The National Housing Conference also shares a mixed legacy. No one is immune. Recently, we found a box of presidential signing pens in a closet, including the creation of the Department of Housing and Urban Development in 1965, which we fought for over 10 years, and the Housing and Community Development Act of 1968. But we also were the leading proponent of the National Housing Act of 1949, which was intended to build 800,000 units of affordable housing. Nowhere near that number of units were built, but hundreds of African-American communities were leveled in the name of slum clearance, and later paved over with National Highway Act funds in the 1950s. The law of unintended consequences is never repealed.

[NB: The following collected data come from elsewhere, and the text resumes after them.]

//! 메타데이터 번들 모델
//!
//! 크롤러에게 제공할 `<head>` 메타데이터 전체를 표현합니다.
//! 요청마다 새로 만들어지며 저장되지 않습니다.
//! JSON으로 직렬화하면 `/api/v1/metadata/{locale}/{id}` 응답이 됩니다.

use std::collections::BTreeMap;
use serde::Serialize;
use serde_json::Value;
use crate::localization::PageText;

/// 메타데이터 번들
#[derive(Debug, Clone, Serialize)]
#[serde(rename_all = "camelCase")]
pub struct MetadataBundle {
    pub title: String,
    pub description: String,
    /// `", "`로 이어 붙인 키워드 문자열
    pub keywords: String,
    pub authors: Vec<Author>,
    pub creator: String,
    pub publisher: String,
    pub robots: Robots,
    pub open_graph: OpenGraph,
    pub twitter: TwitterCard,
    pub alternates: Alternates,
    /// `theme-color`, `color-scheme`, `format-detection` 등 기타 메타 태그
    pub other: BTreeMap<String, String>,
    /// `CreativeWork` JSON-LD (문서가 있을 때만)
    #[serde(skip_serializing_if = "Option::is_none")]
    pub json_ld: Option<Value>,
    /// 페이지 본문 라벨
    #[serde(skip)]
    pub text: PageText,
}

#[derive(Debug, Clone, PartialEq, Serialize)]
pub struct Author {
    pub name: String,
}

/// 검색 엔진 색인 지시자
#[derive(Debug, Clone, Serialize)]
#[serde(rename_all = "camelCase")]
pub struct Robots {
    pub index: bool,
    pub follow: bool,
    pub google_bot: GoogleBot,
}

#[derive(Debug, Clone, Serialize)]
pub struct GoogleBot {
    pub index: bool,
    pub follow: bool,
    #[serde(rename = "max-video-preview")]
    pub max_video_preview: i32,
    #[serde(rename = "max-image-preview")]
    pub max_image_preview: String,
    #[serde(rename = "max-snippet")]
    pub max_snippet: i32,
}

impl Robots {
    /// 색인/팔로우 모두 허용하는 기본 지시자
    pub fn index_all() -> Self {
        Self {
            index: true,
            follow: true,
            google_bot: GoogleBot {
                index: true,
                follow: true,
                max_video_preview: -1,
                max_image_preview: "large".to_string(),
                max_snippet: -1,
            },
        }
    }

    /// `<meta name="robots">` content 값
    pub fn robots_content(&self) -> String {
        directive_pair(self.index, self.follow)
    }

    /// `<meta name="googlebot">` content 값
    pub fn googlebot_content(&self) -> String {
        let bot = &self.google_bot;
        format!(
            "{}, max-snippet:{}, max-image-preview:{}, max-video-preview:{}",
            directive_pair(bot.index, bot.follow),
            bot.max_snippet,
            bot.max_image_preview,
            bot.max_video_preview
        )
    }
}

fn directive_pair(index: bool, follow: bool) -> String {
    format!(
        "{}, {}",
        if index { "index" } else { "noindex" },
        if follow { "follow" } else { "nofollow" }
    )
}

/// Open Graph 필드
#[derive(Debug, Clone, Serialize)]
#[serde(rename_all = "camelCase")]
pub struct OpenGraph {
    pub title: String,
    pub description: String,
    #[serde(rename = "type")]
    pub og_type: String,
    pub url: String,
    pub site_name: String,
    pub locale: String,
    #[serde(skip_serializing_if = "Option::is_none")]
    pub published_time: Option<String>,
    #[serde(skip_serializing_if = "Vec::is_empty")]
    pub authors: Vec<String>,
    #[serde(skip_serializing_if = "Vec::is_empty")]
    pub tags: Vec<String>,
    pub images: Vec<OgImage>,
}

#[derive(Debug, Clone, Serialize)]
pub struct OgImage {
    pub url: String,
    pub width: u32,
    pub height: u32,
    pub alt: String,
    #[serde(rename = "type")]
    pub mime_type: String,
}

/// Twitter Card 필드
#[derive(Debug, Clone, Serialize)]
pub struct TwitterCard {
    pub card: String,
    pub site: String,
    #[serde(skip_serializing_if = "Option::is_none")]
    pub creator: Option<String>,
    pub title: String,
    pub description: String,
    pub images: Vec<TwitterImage>,
}

#[derive(Debug, Clone, Serialize)]
pub struct TwitterImage {
    pub url: String,
    pub alt: String,
}

#[derive(Debug, Clone, Serialize)]
pub struct Alternates {
    pub canonical: String,
}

This week, I’m in California to meet with NHC members and attend an outstanding ULI conference on affordable housing hosted by one of our Board members, Christopher Ptomey. California is ground zero in the affordable housing crisis, where a quarter of the nation’s homeless live on the street, in cars and in tent cities. A recent article in the LA Times notes that in 1950, Californians voted to amend the state constitution to make it harder for poor people to find a place to live. Article 34, which has survived several attempts at repeal, requires voter approval before public housing is built in a community. The campaign unabashedly appealed to racist fears about integration. “We know the roots of where it came from,” Los Angeles Mayor Eric Garcetti told the LA Times. “It’s a white supremacist chapter in the state’s history.” Garcetti is behind a new effort to ask voters to repeal Article 34, but it’s future remains unclear. And that’s not history. It’s right now.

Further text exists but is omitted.